Another body looking at nanoparticles for medical applications is the University of Urbin in Italy. In its research, funded partly by Philips Research, the university is trying to encapsulate magnetic nanoparticles inside living blood cells. This will make the blood cells more visible for longer periods of time when used with medical imaging equipment. Existing contrast agents are quickly excreted from the blood via the liver, making it difficult to obtain accurate images.

The new particles that the university has developed go right inside the red blood cells and can last up to 120 days, often longer than the life of the blood cell itself.

Philips and the university have entered into a two-and-a-half-year research project to investigate these particles further.
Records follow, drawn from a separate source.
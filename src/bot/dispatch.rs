//! Routes slash command interactions to registered commands.
//!
//! Every invocation is isolated: an error returned by a command is logged and turned
//! into an ephemeral message for the user, and the bot keeps running. When the
//! command already replied or deferred before failing, the message goes out as a
//! follow-up because a second initial response would be rejected by Discord.

use crate::{
    bot::registry::{CommandRegistry, Named},
    errors::Result,
    logging,
};
use std::future::Future;
use tracing::{debug, error, warn};

/// Sent when an interaction names a command the bot does not know.
pub const UNKNOWN_COMMAND_MESSAGE: &str =
    "❌ Unknown command. Please use `/help` to see available commands.";

/// Sent when a command fails with an unexpected error.
pub const COMMAND_ERROR_MESSAGE: &str = "❌ There was an error while executing this command!";

/// The response side of an interaction, as far as the dispatcher needs it.
pub trait Responder {
    /// Initial ephemeral response.
    fn reply(&self, content: &str) -> impl Future<Output = Result<()>> + Send;

    /// Ephemeral follow-up after the initial response.
    fn follow_up(&self, content: &str) -> impl Future<Output = Result<()>> + Send;

    /// Whether an initial response (reply or deferral) was already sent.
    fn is_acknowledged(&self) -> bool;
}

/// Who invoked what, for logging.
#[derive(Debug, Clone)]
pub struct CallSite<'a> {
    /// Command name from the interaction
    pub command: &'a str,
    /// Invoking user
    pub user_id: String,
    /// Guild, absent in DMs
    pub guild_id: Option<String>,
}

/// How a dispatch ended.
#[derive(Debug, Clone, Copy, PartialEq, Eq)]
pub enum DispatchOutcome {
    /// No command with that name
    Unknown,
    /// The command ran to completion
    Completed,
    /// The command returned an error
    Failed,
}

/// Looks up `call.command` and runs it through `invoke`.
pub async fn dispatch<'r, D, R, F, Fut>(
    registry: &'r CommandRegistry<D>,
    call: &CallSite<'_>,
    responder: &R,
    invoke: F,
) -> DispatchOutcome
where
    D: Named,
    R: Responder + Sync,
    F: FnOnce(&'r D) -> Fut,
    Fut: Future<Output = Result<()>>,
{
    let Some(descriptor) = registry.lookup(call.command) else {
        warn!(
            command = call.command,
            user_id = %call.user_id,
            guild_id = ?call.guild_id,
            "Unknown command attempted"
        );
        if let Err(e) = responder.reply(UNKNOWN_COMMAND_MESSAGE).await {
            error!("Failed to send unknown command reply: {}", e);
        }
        return DispatchOutcome::Unknown;
    };

    logging::command(call.command, &call.user_id, call.guild_id.as_deref());

    match invoke(descriptor).await {
        Ok(()) => {
            debug!(command = call.command, "Command executed successfully");
            DispatchOutcome::Completed
        }
        Err(e) => {
            error!(command = call.command, error = ?e, "Error executing command: {}", e);
            let sent = if responder.is_acknowledged() {
                responder.follow_up(COMMAND_ERROR_MESSAGE).await
            } else {
                responder.reply(COMMAND_ERROR_MESSAGE).await
            };
            if let Err(e) = sent {
                error!(command = call.command, "Failed to send error message to user: {}", e);
            }
            DispatchOutcome::Failed
        }
    }
}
The goal is to find a better way of treating cardiovascular diseases. Medical imaging is used in this area to help guide surgeons using a catheter inserted into the heart to destroy tissue causing abnormal electrical signals.

This complex procedure can take hours which stretches the use of normal contrast agents to highlight blood flow. The new nanoparticles could, in future, help the surgeon see the volume of blood in each of the heart's chambers.

This process could also be used as another drug delivery method as it has the potential keep the drug in the body longer. This would aid some treatments where the medicines effectiveness is limited because the body expels them too quickly.

"Pure gold nanorods are wand-like nanoparticles that could help in diagnosing diseases."

In Texas, scientists at Rice University in Houston have been working on producing pure gold nanorods. These are wand-like nanoparticles that could help in diagnosing diseases.

The university is also looking at using nanoparticles coated with gold for cancer treatments.

Scientists have found already that these can kill cancer tumours in mice, using an infra-red laser to heat up the gold and kill the cancer cells to which it is attached.

Throughout all of the research being undertaken today, what is clear is that it is bringing together scientists from all over the world and from a wide circle of disciplines. While the eventual uses of the technology might not be so well defined, many feel that impressive as recent achievements are, what is most exciting is that we have only just begun to scratch the surface of all this technology has to offer.